Work to be completed: Find the line that contains "let p = params(g, y, false);" in the entries below. Write out that line and all that follow it, unchanged and alone.

##############################

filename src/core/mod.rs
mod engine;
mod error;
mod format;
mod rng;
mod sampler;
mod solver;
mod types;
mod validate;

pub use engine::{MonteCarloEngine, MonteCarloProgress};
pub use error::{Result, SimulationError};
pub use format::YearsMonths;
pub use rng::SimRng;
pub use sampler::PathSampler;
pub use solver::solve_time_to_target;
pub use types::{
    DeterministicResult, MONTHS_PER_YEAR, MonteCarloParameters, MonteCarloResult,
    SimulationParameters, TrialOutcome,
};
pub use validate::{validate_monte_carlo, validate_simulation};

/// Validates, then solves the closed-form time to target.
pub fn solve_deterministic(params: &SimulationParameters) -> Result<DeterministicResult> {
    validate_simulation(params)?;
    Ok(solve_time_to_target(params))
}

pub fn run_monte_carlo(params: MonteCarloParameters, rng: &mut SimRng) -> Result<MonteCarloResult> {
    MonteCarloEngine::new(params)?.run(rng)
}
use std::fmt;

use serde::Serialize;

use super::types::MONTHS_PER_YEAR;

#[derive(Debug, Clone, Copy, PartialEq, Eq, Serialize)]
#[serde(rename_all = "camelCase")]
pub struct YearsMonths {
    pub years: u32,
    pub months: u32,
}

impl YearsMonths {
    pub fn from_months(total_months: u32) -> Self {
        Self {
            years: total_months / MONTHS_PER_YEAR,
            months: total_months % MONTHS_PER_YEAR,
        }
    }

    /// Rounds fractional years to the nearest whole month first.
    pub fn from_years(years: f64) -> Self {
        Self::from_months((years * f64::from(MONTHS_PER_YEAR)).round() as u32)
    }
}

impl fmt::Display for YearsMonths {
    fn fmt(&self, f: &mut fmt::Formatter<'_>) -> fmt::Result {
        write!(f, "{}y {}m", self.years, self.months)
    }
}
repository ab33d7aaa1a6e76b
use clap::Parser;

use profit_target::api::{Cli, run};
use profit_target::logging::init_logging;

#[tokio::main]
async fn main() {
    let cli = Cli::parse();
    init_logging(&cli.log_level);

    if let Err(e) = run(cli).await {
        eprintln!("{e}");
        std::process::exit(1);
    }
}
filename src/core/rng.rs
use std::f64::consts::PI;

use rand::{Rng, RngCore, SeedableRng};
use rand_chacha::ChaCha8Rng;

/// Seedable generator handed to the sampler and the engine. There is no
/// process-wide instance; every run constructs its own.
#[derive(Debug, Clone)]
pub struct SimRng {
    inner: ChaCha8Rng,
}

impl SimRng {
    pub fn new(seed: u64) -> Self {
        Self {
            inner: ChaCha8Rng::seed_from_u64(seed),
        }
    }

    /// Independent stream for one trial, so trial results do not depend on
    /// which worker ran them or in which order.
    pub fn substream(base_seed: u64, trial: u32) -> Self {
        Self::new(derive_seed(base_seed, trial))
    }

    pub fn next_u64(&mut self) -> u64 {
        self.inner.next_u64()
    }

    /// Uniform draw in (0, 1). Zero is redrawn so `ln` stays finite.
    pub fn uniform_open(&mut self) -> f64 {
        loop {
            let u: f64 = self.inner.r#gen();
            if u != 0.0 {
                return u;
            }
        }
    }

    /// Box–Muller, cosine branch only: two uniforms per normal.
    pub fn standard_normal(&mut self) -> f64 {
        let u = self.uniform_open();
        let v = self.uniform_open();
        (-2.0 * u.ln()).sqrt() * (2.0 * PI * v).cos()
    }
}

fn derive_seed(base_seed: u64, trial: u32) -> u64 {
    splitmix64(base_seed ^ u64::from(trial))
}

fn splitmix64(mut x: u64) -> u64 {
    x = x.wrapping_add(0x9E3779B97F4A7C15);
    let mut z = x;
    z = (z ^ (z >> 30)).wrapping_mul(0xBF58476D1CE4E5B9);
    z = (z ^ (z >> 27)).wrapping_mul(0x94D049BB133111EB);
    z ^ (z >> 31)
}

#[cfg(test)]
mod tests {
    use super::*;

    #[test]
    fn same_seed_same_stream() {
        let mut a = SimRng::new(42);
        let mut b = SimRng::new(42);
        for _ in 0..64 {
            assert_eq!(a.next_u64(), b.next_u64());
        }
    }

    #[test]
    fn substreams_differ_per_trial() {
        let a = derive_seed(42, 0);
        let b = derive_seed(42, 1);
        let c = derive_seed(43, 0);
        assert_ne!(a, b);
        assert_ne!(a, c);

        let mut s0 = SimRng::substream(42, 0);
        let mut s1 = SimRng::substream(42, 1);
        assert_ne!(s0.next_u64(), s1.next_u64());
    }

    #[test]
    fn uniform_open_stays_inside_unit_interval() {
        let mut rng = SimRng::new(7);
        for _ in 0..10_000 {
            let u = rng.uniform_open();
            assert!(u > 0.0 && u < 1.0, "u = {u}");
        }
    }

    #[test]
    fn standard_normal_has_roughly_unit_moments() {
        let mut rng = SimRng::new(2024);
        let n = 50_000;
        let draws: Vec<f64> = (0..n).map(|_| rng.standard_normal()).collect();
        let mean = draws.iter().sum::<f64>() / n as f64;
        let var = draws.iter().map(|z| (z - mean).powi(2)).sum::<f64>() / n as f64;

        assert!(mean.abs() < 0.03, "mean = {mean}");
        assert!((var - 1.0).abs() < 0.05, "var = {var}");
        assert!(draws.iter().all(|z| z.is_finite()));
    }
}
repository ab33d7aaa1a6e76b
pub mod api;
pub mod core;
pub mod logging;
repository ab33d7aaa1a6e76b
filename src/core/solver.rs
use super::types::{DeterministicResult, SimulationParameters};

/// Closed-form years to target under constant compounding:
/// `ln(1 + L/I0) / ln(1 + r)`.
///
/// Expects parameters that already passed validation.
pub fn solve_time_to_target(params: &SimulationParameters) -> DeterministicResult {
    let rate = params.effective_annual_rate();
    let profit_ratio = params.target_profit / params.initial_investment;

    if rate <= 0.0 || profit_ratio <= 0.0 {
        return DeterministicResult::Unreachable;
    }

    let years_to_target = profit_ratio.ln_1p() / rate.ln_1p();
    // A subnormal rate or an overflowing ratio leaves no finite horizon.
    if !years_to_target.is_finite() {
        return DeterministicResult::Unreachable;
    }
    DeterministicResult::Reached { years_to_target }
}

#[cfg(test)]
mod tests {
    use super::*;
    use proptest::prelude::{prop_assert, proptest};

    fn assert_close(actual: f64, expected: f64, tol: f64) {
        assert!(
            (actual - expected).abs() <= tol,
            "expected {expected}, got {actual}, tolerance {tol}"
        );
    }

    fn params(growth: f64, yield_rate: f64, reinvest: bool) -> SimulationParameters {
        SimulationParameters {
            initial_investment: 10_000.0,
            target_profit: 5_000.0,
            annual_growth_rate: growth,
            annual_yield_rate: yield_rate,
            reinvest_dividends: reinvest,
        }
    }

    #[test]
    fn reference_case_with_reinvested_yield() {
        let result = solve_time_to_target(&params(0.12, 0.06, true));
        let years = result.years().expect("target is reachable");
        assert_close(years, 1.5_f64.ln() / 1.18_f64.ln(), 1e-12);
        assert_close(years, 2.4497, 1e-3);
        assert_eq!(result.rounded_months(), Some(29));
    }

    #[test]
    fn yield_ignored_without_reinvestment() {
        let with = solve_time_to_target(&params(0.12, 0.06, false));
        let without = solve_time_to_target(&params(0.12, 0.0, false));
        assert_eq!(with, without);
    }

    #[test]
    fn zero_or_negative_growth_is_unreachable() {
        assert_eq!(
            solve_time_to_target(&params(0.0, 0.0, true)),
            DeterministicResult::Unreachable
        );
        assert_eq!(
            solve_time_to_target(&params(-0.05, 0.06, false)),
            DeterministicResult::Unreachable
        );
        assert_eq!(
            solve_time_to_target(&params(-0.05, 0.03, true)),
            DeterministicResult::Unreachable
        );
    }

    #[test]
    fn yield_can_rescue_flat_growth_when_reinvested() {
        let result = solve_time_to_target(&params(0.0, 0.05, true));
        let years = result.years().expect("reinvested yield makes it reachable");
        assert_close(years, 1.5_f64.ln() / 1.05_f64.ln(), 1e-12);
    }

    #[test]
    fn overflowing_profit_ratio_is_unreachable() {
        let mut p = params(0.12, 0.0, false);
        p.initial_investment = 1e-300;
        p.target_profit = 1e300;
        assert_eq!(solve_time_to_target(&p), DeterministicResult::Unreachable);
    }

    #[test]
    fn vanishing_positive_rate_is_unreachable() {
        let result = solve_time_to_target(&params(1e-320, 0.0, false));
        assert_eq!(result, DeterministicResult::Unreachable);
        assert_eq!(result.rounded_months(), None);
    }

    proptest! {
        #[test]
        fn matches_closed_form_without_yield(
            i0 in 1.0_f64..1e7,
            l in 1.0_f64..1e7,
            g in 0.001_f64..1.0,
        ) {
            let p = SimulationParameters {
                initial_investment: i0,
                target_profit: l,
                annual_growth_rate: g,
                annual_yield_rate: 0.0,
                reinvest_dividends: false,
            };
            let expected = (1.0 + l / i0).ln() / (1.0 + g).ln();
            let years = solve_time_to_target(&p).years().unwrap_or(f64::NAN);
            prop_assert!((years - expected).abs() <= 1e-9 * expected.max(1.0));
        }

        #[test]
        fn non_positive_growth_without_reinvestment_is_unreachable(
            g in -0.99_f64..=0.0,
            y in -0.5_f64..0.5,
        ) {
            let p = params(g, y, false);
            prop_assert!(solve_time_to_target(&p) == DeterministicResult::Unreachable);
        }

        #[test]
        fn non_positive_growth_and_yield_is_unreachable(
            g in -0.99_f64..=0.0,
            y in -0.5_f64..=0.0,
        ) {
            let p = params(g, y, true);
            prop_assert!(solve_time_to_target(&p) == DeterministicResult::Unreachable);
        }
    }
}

##############################

Output for this exercise:
            let p = params(g, y, false);
            prop_assert!(solve_time_to_target(&p) == DeterministicResult::Unreachable);
        }

        #[test]
        fn non_positive_growth_and_yield_is_unreachable(
            g in -0.99_f64..=0.0,
            y in -0.5_f64..=0.0,
        ) {
            let p = params(g, y, true);
            prop_assert!(solve_time_to_target(&p) == DeterministicResult::Unreachable);
        }
    }
}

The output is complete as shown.